Recently, numerous clinical cases have required bone grafts, or the treatment bone defects using artificial bone filling materials in dentistry. However, it is difficult to treat the complicated shape of many bone defects with the commercially available bone filling materials. Therefore, the development of multi-purpose bone filling material has recently focused on Dextrin which shows a high viscosity.Objective: The biocompatibility of Dextrin in L929 fibroblast cells and MC3T3-E1 osteoblastic cells was examined in order to evaluate its availability as an excipient of bone filling material. Methods: Dextrin, with a molecular weight of 2,000, was used in this experiment. Ten mmol/l, 1mmol/l or 0.1mmol/l of Dextrin was added in the cell culture medium. Then, L929 cells were cultured in these media, and the number of viable cells was calculated.
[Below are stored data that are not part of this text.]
//! Reference ToolBus server.
//!
//! Registers four demonstration tools and serves them over TCP or stdio:
//!
//! - `ping`         — pong with a timestamp
//! - `echo`         — echo the arguments back
//! - `sleep`        — sleep for `ms` milliseconds, cancellation-aware
//! - `fs.read_text` — read a text file (from an allowlisted directory)
//!
//! Usage:
//!   tb-hello-server --listen 127.0.0.1:4180
//!   tb-hello-server --stdio
//!
//! Env vars:
//!   TB_LOG           — log filter (default: "info")
//!   TB_ALLOWED_DIR   — directory allowed for fs.read_text (default: ".")
//!
//! Exits 0 when the transport closes cleanly, non-zero when startup
//! fails (bad config, unavailable port).

use std::path::{Path, PathBuf};

use anyhow::Context;
use clap::Parser;
use serde_json::Value;
use tokio_util::sync::CancellationToken;
use tracing_subscriber::EnvFilter;

use tb_server::{Server, ServerConfig, ToolContext, ToolDescriptor, ToolHandler, ToolRegistry};

#[derive(Debug, Parser)]
#[command(name = "tb-hello-server", about = "Reference ToolBus server")]
struct Cli {
    /// TCP address to listen on (e.g. 127.0.0.1:4180).
    #[arg(long, conflicts_with = "stdio")]
    listen: Option<String>,

    /// Serve a single connection over stdin/stdout instead of TCP.
    #[arg(long)]
    stdio: bool,

    /// Optional TOML config file.
    #[arg(long)]
    config: Option<PathBuf>,
}

#[tokio::main]
async fn main() -> anyhow::Result<()> {
    // Logs go to stderr: in stdio mode stdout carries the protocol.
    tracing_subscriber::fmt()
        .with_writer(std::io::stderr)
        .with_env_filter(
            EnvFilter::try_from_env("TB_LOG").unwrap_or_else(|_| EnvFilter::new("info")),
        )
        .init();

    let cli = Cli::parse();

    let config = match &cli.config {
        Some(path) => ServerConfig::load(path)?,
        None => ServerConfig::default(),
    };

    let allowed_dir =
        PathBuf::from(std::env::var("TB_ALLOWED_DIR").unwrap_or_else(|_| ".".into()));

    let registry = build_registry(allowed_dir)?;
    let server = Server::new(registry, config);

    let shutdown = CancellationToken::new();
    {
        let shutdown = shutdown.clone();
        tokio::spawn(async move {
            if tokio::signal::ctrl_c().await.is_ok() {
                tracing::info!("interrupt received, shutting down");
                shutdown.cancel();
            }
        });
    }

    if cli.stdio {
        server.serve_stdio(shutdown).await;
        return Ok(());
    }

    let addr = cli.listen.as_deref().unwrap_or("127.0.0.1:4180");
    let listener = tokio::net::TcpListener::bind(addr)
        .await
        .with_context(|| format!("binding {addr}"))?;
    server.serve_tcp(listener, shutdown).await?;
    Ok(())
}

fn build_registry(allowed_dir: PathBuf) -> anyhow::Result<ToolRegistry> {
    let mut registry = ToolRegistry::new();

    registry.register(ToolDescriptor::new(
        "ping",
        "Echo pong with a timestamp",
        serde_json::json!({ "type": "object", "additionalProperties": false }),
        serde_json::json!({
            "type": "object",
            "properties": {
                "pong": { "type": "boolean" },
                "timestamp": { "type": "integer" }
            },
            "required": ["pong", "timestamp"]
        }),
        PingTool,
    )?)?;

    registry.register(ToolDescriptor::new(
        "echo",
        "Echo the arguments back",
        serde_json::json!(true),
        serde_json::json!(true),
        EchoTool,
    )?)?;

    registry.register(ToolDescriptor::new(
        "sleep",
        "Sleep for `ms` milliseconds; yields promptly when cancelled",
        serde_json::json!({
            "type": "object",
            "properties": { "ms": { "type": "integer", "minimum": 0 } },
            "required": ["ms"]
        }),
        serde_json::json!({
            "type": "object",
            "properties": { "slept_ms": { "type": "integer" } },
            "required": ["slept_ms"]
        }),
        SleepTool,
    )?)?;

    registry.register(ToolDescriptor::new(
        "fs.read_text",
        "Read a text file from the allowed directory",
        serde_json::json!({
            "type": "object",
            "properties": { "path": { "type": "string" } },
            "required": ["path"]
        }),
        serde_json::json!({
            "type": "object",
            "properties": {
                "path": { "type": "string" },
                "content": { "type": "string" }
            },
            "required": ["path", "content"]
        }),
        ReadTextTool { allowed_dir },
    )?)?;

    Ok(registry)
}

// ━━━━━━━━━━━━━━━━━━━━━━━━━━━━━━━━━━━━━━━━━━━━━━━━━━━━━━━━━━━━━━━━━━
// Tools
// ━━━━━━━━━━━━━━━━━━━━━━━━━━━━━━━━━━━━━━━━━━━━━━━━━━━━━━━━━━━━━━━━━━

struct PingTool;

#[async_trait::async_trait]
impl ToolHandler for PingTool {
    async fn call(&self, _ctx: ToolContext, _args: Value) -> anyhow::Result<Value> {
        Ok(serde_json::json!({
            "pong": true,
            "timestamp": chrono::Utc::now().timestamp_millis(),
        }))
    }
}

struct EchoTool;

#[async_trait::async_trait]
impl ToolHandler for EchoTool {
    async fn call(&self, _ctx: ToolContext, args: Value) -> anyhow::Result<Value> {
        Ok(args)
    }
}

struct SleepTool;

#[async_trait::async_trait]
impl ToolHandler for SleepTool {
    async fn call(&self, ctx: ToolContext, args: Value) -> anyhow::Result<Value> {
        let ms = args["ms"].as_u64().unwrap_or(0);
        tokio::select! {
            _ = tokio::time::sleep(std::time::Duration::from_millis(ms)) => {
                Ok(serde_json::json!({ "slept_ms": ms }))
            }
            _ = ctx.cancel.cancelled() => anyhow::bail!("sleep interrupted"),
        }
    }
}

struct ReadTextTool {
    allowed_dir: PathBuf,
}

#[async_trait::async_trait]
impl ToolHandler for ReadTextTool {
    async fn call(&self, _ctx: ToolContext, args: Value) -> anyhow::Result<Value> {
        let path = args["path"].as_str().unwrap_or_default();
        let resolved = resolve_in_allowed_dir(&self.allowed_dir, Path::new(path))?;
        let content = tokio::fs::read_to_string(&resolved)
            .await
            .with_context(|| format!("reading {}", resolved.display()))?;
        Ok(serde_json::json!({
            "path": resolved.display().to_string(),
            "content": content,
        }))
    }
}

/// Resolve `path` inside `allowed_dir`, refusing traversal outside it.
fn resolve_in_allowed_dir(allowed_dir: &Path, path: &Path) -> anyhow::Result<PathBuf> {
    let canonical_dir = allowed_dir
        .canonicalize()
        .with_context(|| format!("allowed dir {}", allowed_dir.display()))?;
    let canonical_file = canonical_dir
        .join(path)
        .canonicalize()
        .with_context(|| format!("file {}", path.display()))?;
    if !canonical_file.starts_with(&canonical_dir) {
        anyhow::bail!("path escapes the allowed directory: {}", path.display());
    }
    Ok(canonical_file)
}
The cell morphology was observed every 24 hours up to 96 hours. The MC3T3-E1 cells were cultured for 1, 3, 5 and 7 days, and, the number of cells was calculated. An alkaline phosphatase (ALP) assay and ALP staining were performed on day 5, 7, 9 and 11. Medium only was used as a control for both experiments. Results: Significant differences were thus observed in the number of L929 cells between the control and 0.1mol/l or 1mmol/l experimental group after 48 hours or 96 hours culture (P<0.01). Significant differences were also seen in the number of MC3T3-E1 cells between the control and 0.1mol/l or 1mmol/l experimental group after 3 days or 7 days in culture (P<0.01). A significant amount of ALP activity was observed, thus indicating a significant cell proliferation of matured cells. Conclusion: The addition of a low concentration of Dextrin allowed for a good proliferation of both L929 and MC3T3-E1 cells. These findings indicate that Dextrin is an effective excipient of bone filling material for bone defects.